Programs that respect your privacy

The Referer Header

The referer header is an optional header that informs the website you are visiting of the URL of the previous website (assuming you clicked a link to get to the current site instead of typing the URL into the address bar). It has no good reason to exist, but those who want to track you around the internet really like it.

Most browsers in their default configuration populate the referer header. The following screenshots show https://browserleaks.com/ip loaded from other URLs.

Chrome coming from browserleaks.com.
Firefox coming from a Google search.

Privacy Browser, on the other hand, does not send the referer header on the base load of any URL.

Privacy Browser coming from any source.

Some people have developed the habit of copying links into new tabs to prevent the sending of the referer header. This is an effective method on many browsers, but it isn’t needed on Privacy Browser.

When a base URL is loaded, it often loads a number of resources. Privacy Browser does currently send the referer header for these resource requests because Android’s system WebView doesn’t provide an easy way to override this behavior. But also because not doing so would break a number of websites that refuse connection to these resources if the referer header is not sent indicating the browser is viewing a URL on their domain.

For example, when Privacy Browser loads https://www.stoutner.com, irrespective of if it was loaded from a link at a different URL, no referer header is sent. The main HTML file at stoutner.com contains instructions to load a number of resources, as can be seen in the page source.

WordPress produces some ugly HTML.

The requests activity shows this request being allowed by the blocklists.

Sure, go right on through.

If I look at a forensic log on my Apache server, I can see the details of the request.

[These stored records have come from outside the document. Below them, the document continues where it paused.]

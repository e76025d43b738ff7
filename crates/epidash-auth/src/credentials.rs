//! Credential types collected by the login screen.
//!
//! Neither type is ever persisted; `Debug` output hides the password.

use epidash_core::ValidationError;
use serde::Serialize;

const LOGIN_LEN: std::ops::RangeInclusive<usize> = 5..=32;
const PASSWORD_LEN: std::ops::RangeInclusive<usize> = 6..=32;

/// Body of `POST /login`.
#[derive(Clone, Serialize)]
pub struct Credentials {
    pub login: String,
    pub password: String,
}

impl Credentials {
    pub fn new(login: impl Into<String>, password: impl Into<String>) -> Self {
        Self {
            login: login.into(),
            password: password.into(),
        }
    }

    /// Both fields are required.
    pub fn validate(&self) -> Result<(), ValidationError> {
        if self.login.trim().is_empty() {
            return Err(ValidationError::new("login", "is required"));
        }
        if self.password.is_empty() {
            return Err(ValidationError::new("password", "is required"));
        }
        Ok(())
    }
}

impl std::fmt::Debug for Credentials {
    fn fmt(&self, f: &mut std::fmt::Formatter<'_>) -> std::fmt::Result {
        f.debug_struct("Credentials")
            .field("login", &self.login)
            .field("password", &"<redacted>")
            .finish()
    }
}

/// Body of `POST /register`.
#[derive(Clone, Serialize)]
pub struct Registration {
    pub login: String,
    pub password: String,
    #[serde(skip_serializing_if = "Option::is_none")]
    pub fio: Option<String>,
}

impl Registration {
    /// Length limits match what the backend enforces.
    pub fn validate(&self) -> Result<(), ValidationError> {
        let login_len = self.login.chars().count();
        if !LOGIN_LEN.contains(&login_len) {
            return Err(ValidationError::new(
                "login",
                format!("must be {}-{} characters", LOGIN_LEN.start(), LOGIN_LEN.end()),
            ));
        }

        let password_len = self.password.chars().count();
        if !PASSWORD_LEN.contains(&password_len) {
            return Err(ValidationError::new(
                "password",
                format!(
                    "must be {}-{} characters",
                    PASSWORD_LEN.start(),
                    PASSWORD_LEN.end()
                ),
            ));
        }

        Ok(())
    }
}

impl std::fmt::Debug for Registration {
    fn fmt(&self, f: &mut std::fmt::Formatter<'_>) -> std::fmt::Result {
        f.debug_struct("Registration")
            .field("login", &self.login)
            .field("password", &"<redacted>")
            .field("fio", &self.fio)
            .finish()
    }
}
//! Maps service errors to epidash_core::AppError for consistent user-facing messages.

use epidash_core::{AppError, AuthError, ConfigError, NetworkError};
use epidash_services::{AuthFailure, ForecastError, HttpError};

/// Conversion into the application error type.
///
/// `AppError` and the service errors live in different crates, so the
/// mapping is a local trait rather than `From` impls.
pub trait ToAppError {
    fn to_app_error(&self) -> AppError;
}

impl ToAppError for HttpError {
    fn to_app_error(&self) -> AppError {
        match self {
            HttpError::Unauthorized { .. } => AppError::Auth(AuthError::SessionExpired),
            HttpError::Status { status, message } => AppError::Network(NetworkError::ServerError {
                status: *status,
                message: message.clone().unwrap_or_default(),
            }),
            HttpError::Transport(e) => AppError::Network(e.clone()),
            HttpError::Decode(s) => AppError::Network(NetworkError::InvalidResponse(s.clone())),
            HttpError::InvalidUrl(s) => AppError::Config(ConfigError::Invalid(s.clone())),
        }
    }
}

impl ToAppError for AuthFailure {
    fn to_app_error(&self) -> AppError {
        match self {
            AuthFailure::Validation(e) => AppError::Validation(e.clone()),
            AuthFailure::LoginInFlight => AppError::Auth(AuthError::LoginInFlight),
            AuthFailure::Rejected(msg) => AppError::Auth(AuthError::LoginRejected(msg.clone())),
            AuthFailure::Request(e) => e.to_app_error(),
        }
    }
}

impl ToAppError for ForecastError {
    fn to_app_error(&self) -> AppError {
        match self {
            ForecastError::Validation(e) => AppError::Validation(e.clone()),
            ForecastError::Http(e) => e.to_app_error(),
            ForecastError::Superseded => AppError::Service(self.to_string()),
        }
    }
}

/// Text for a failed data or forecast request.
///
/// A message sent by the backend is shown as-is; otherwise the generic
/// message for the error's category.
pub fn request_error_text(err: &ForecastError) -> String {
    if let ForecastError::Http(http) = err {
        if let Some(message) = http.message() {
            return message.to_string();
        }
    }
    err.to_app_error().user_message()
}
//! Route guard and navigator.
//!
//! `RouteGuard::resolve` is a pure function of authentication state and the
//! requested path. `Navigator` owns the current route, applies the guard on
//! every navigation and reacts to `AuthEvent`s from the HTTP layer.

use std::sync::Arc;

use epidash_auth::SessionStore;
use epidash_services::AuthEvent;
use parking_lot::Mutex;
use tokio::sync::{broadcast, watch};
use tokio::task::JoinHandle;

#[derive(Debug, Clone, Copy, PartialEq, Eq, Hash)]
pub enum Route {
    Login,
    Data,
    Forecast,
}

impl Route {
    pub fn path(self) -> &'static str {
        match self {
            Route::Login => "/login",
            Route::Data => "/data",
            Route::Forecast => "/forecast",
        }
    }

    /// Match a path, ignoring any query string and trailing slash.
    pub fn from_path(path: &str) -> Option<Route> {
        let path = path.split(['?', '#']).next().unwrap_or_default();
        let path = path.trim_end_matches('/');
        match path {
            "/login" => Some(Route::Login),
            "/data" => Some(Route::Data),
            "/forecast" => Some(Route::Forecast),
            _ => None,
        }
    }

    pub fn is_protected(self) -> bool {
        !matches!(self, Route::Login)
    }
}

impl std::fmt::Display for Route {
    fn fmt(&self, f: &mut std::fmt::Formatter<'_>) -> std::fmt::Result {
        f.write_str(self.path())
    }
}

/// Outcome of a guard check.
#[derive(Debug, Clone, Copy, PartialEq, Eq)]
pub enum Decision {
    Allow(Route),
    Redirect(Route),
}

impl Decision {
    /// Route the user ends up on
    pub fn target(self) -> Route {
        match self {
            Decision::Allow(route) | Decision::Redirect(route) => route,
        }
    }
}

pub struct RouteGuard;

impl RouteGuard {
    /// Default view for signed-in users
    pub const HOME: Route = Route::Data;

    pub fn resolve(authenticated: bool, path: &str) -> Decision {
        match (authenticated, Route::from_path(path)) {
            (false, Some(Route::Login)) => Decision::Allow(Route::Login),
            (false, _) => Decision::Redirect(Route::Login),
            (true, Some(route)) if route.is_protected() => Decision::Allow(route),
            (true, _) => Decision::Redirect(Self::HOME),
        }
    }
}

pub struct Navigator {
    session: Arc<SessionStore>,
    current: Mutex<Route>,
    route_tx: watch::Sender<Route>,
}

impl Navigator {
    /// Start on whatever the guard allows for `/`.
    pub fn new(session: Arc<SessionStore>) -> Self {
        let start = RouteGuard::resolve(session.is_authenticated(), "/").target();
        let (route_tx, _) = watch::channel(start);
        Self {
            session,
            current: Mutex::new(start),
            route_tx,
        }
    }

    pub fn current(&self) -> Route {
        *self.current.lock()
    }

    /// Watch route changes.
    pub fn subscribe(&self) -> watch::Receiver<Route> {
        self.route_tx.subscribe()
    }

    /// Navigate to `path`, landing wherever the guard sends us.
    pub fn navigate(&self, path: &str) -> Decision {
        let decision = RouteGuard::resolve(self.session.is_authenticated(), path);
        if let Decision::Redirect(to) = decision {
            tracing::debug!("Redirecting {} -> {}", path, to);
        }
        self.set(decision.target());
        decision
    }

    /// React to a signal from the HTTP layer.
    ///
    /// An expiry that arrives after the user has signed in again is stale
    /// and leaves the current route alone.
    pub fn handle_event(&self, event: AuthEvent) -> Route {
        match event {
            AuthEvent::SessionExpired => {
                if self.session.is_authenticated() {
                    tracing::debug!("Ignoring stale session expiry");
                    return self.current();
                }
                tracing::info!("Session expired, redirecting to {}", Route::Login);
                self.navigate(Route::Login.path()).target()
            }
        }
    }

    /// Consume auth events until the sender goes away.
    pub fn spawn_listener(self: Arc<Self>, mut events: broadcast::Receiver<AuthEvent>) -> JoinHandle<()> {
        tokio::spawn(async move {
            loop {
                match events.recv().await {
                    Ok(event) => {
                        self.handle_event(event);
                    }
                    Err(broadcast::error::RecvError::Lagged(skipped)) => {
                        tracing::warn!("Navigator missed {} auth events", skipped);
                        // Anything missed can only have been an expiry
                        self.handle_event(AuthEvent::SessionExpired);
                    }
                    Err(broadcast::error::RecvError::Closed) => break,
                }
            }
        })
    }

    fn set(&self, route: Route) {
        *self.current.lock() = route;
        self.route_tx.send_replace(route);
    }
}

#[cfg(test)]
mod tests {
    use super::*;
    use epidash_auth::MemoryTokenStorage;

    #[test]
    fn unauthenticated_users_are_sent_to_login() {
        assert_eq!(
            RouteGuard::resolve(false, "/data"),
            Decision::Redirect(Route::Login)
        );
        assert_eq!(
            RouteGuard::resolve(false, "/forecast"),
            Decision::Redirect(Route::Login)
        );
        assert_eq!(
            RouteGuard::resolve(false, "/nowhere"),
            Decision::Redirect(Route::Login)
        );
        assert_eq!(RouteGuard::resolve(false, "/login"), Decision::Allow(Route::Login));
    }

    #[test]
    fn authenticated_users_skip_login_and_unknown_paths() {
        assert_eq!(RouteGuard::resolve(true, "/login"), Decision::Redirect(Route::Data));
        assert_eq!(RouteGuard::resolve(true, "/"), Decision::Redirect(Route::Data));
        assert_eq!(RouteGuard::resolve(true, "/admin"), Decision::Redirect(Route::Data));
        assert_eq!(RouteGuard::resolve(true, "/data"), Decision::Allow(Route::Data));
        assert_eq!(
            RouteGuard::resolve(true, "/forecast"),
            Decision::Allow(Route::Forecast)
        );
    }

    #[test]
    fn paths_ignore_query_and_trailing_slash() {
        assert_eq!(Route::from_path("/data/"), Some(Route::Data));
        assert_eq!(Route::from_path("/forecast?horizon=3"), Some(Route::Forecast));
        assert_eq!(Route::from_path("/datax"), None);
        assert_eq!(Route::from_path(""), None);
    }

    #[test]
    fn navigator_starts_according_to_session() {
        let signed_out = Navigator::new(Arc::new(SessionStore::in_memory()));
        assert_eq!(signed_out.current(), Route::Login);

        let signed_in = Navigator::new(Arc::new(SessionStore::new(Arc::new(
            MemoryTokenStorage::with_token("t"),
        ))));
        assert_eq!(signed_in.current(), Route::Data);
    }

    #[test]
    fn navigator_applies_guard() {
        let session = Arc::new(SessionStore::new(Arc::new(MemoryTokenStorage::with_token("t"))));
        let nav = Navigator::new(session.clone());

        assert_eq!(nav.navigate("/forecast"), Decision::Allow(Route::Forecast));
        assert_eq!(nav.current(), Route::Forecast);

        session.logout();
        assert_eq!(nav.navigate("/data"), Decision::Redirect(Route::Login));
        assert_eq!(nav.current(), Route::Login);
    }

    #[tokio::test]
    async fn listener_redirects_on_session_expiry() {
        let session = Arc::new(SessionStore::new(Arc::new(MemoryTokenStorage::with_token("t"))));
        let nav = Arc::new(Navigator::new(session.clone()));
        nav.navigate("/forecast");
        let mut routes = nav.subscribe();
        assert!(session.expire("t"));

        let (tx, rx) = broadcast::channel(4);
        let handle = nav.clone().spawn_listener(rx);

        tx.send(AuthEvent::SessionExpired).unwrap();
        routes.changed().await.unwrap();
        assert_eq!(*routes.borrow(), Route::Login);

        drop(tx);
        handle.await.unwrap();
        assert_eq!(nav.current(), Route::Login);
    }

    #[test]
    fn stale_expiry_after_relogin_keeps_route() {
        let session = Arc::new(SessionStore::new(Arc::new(MemoryTokenStorage::with_token("old"))));
        let nav = Navigator::new(session.clone());
        nav.navigate("/forecast");

        assert!(session.expire("old"));
        session.begin_login().unwrap();
        session.complete_login("fresh".into()).unwrap();

        assert_eq!(nav.handle_event(AuthEvent::SessionExpired), Route::Forecast);
        let current = nav.current();
        assert_eq!(
            current,
            RouteGuard::resolve(session.is_authenticated(), current.path()).target()
        );
    }

    #[tokio::test]
    async fn lagged_listener_still_redirects() {
        let session = Arc::new(SessionStore::new(Arc::new(MemoryTokenStorage::with_token("t"))));
        let nav = Arc::new(Navigator::new(session.clone()));
        nav.navigate("/data");
        assert!(session.expire("t"));

        // Capacity 1 and two sends: the listener's first recv reports a lag
        let (tx, rx) = broadcast::channel(1);
        tx.send(AuthEvent::SessionExpired).unwrap();
        tx.send(AuthEvent::SessionExpired).unwrap();

        let mut routes = nav.subscribe();
        let handle = nav.clone().spawn_listener(rx);
        routes.wait_for(|r| *r == Route::Login).await.unwrap();

        drop(tx);
        handle.await.unwrap();
        assert_eq!(nav.current(), Route::Login);
    }
}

GET /wp-content/themes/twentytwenty/print.css?ver=1.5 HTTP/1.1|Host:www.stoutner.com|Connection:keep-alive|User-Agent:PrivacyBrowser/1.0|Accept:text/css,*/*;q=0.1|X-Requested-With:com.stoutner.privacybrowser.standard|Sec-Fetch-Site:same-origin|Sec-Fetch-Mode:no-cors|Sec-Fetch-Dest:style|Referer:https%3a//www.stoutner.com/|Accept-Encoding:gzip, deflate|Accept-Language:en-US,en;q=0.9,ru-RU;q=0.8,ru;q=0.7,pt-BR;q=0.6,pt;q=0.5,it-IT;q=0.4,it;q=0.3,es-ES;q=0.2,es;q=0.1,de-DE;q=0.1,de;q=0.1,pt-PT;q=0.1,tr-TR;q=0.1,tr;q=0.1,fr-FR;q=0.1,fr;q=0.1

Here, the referer is shown as https%3a//www.stoutner.com/. There is a planned feature to disable the sending of the referer header by default on resource requests, along with a domain setting to specify the referer header. That should be part of the 3.x series, but at this point I think it likely it will not be implemented until after the desktop version of Privacy Browser.

Also, it should be noted that some websites prevent the downloading of files if the referer header is not set. For example, SpeedFan 4.52 cannot be downloaded on Privacy Browser because the web server denies all requests that do not have a referer header from www.almico.com. This will be fixed with the addition of the referer domain setting.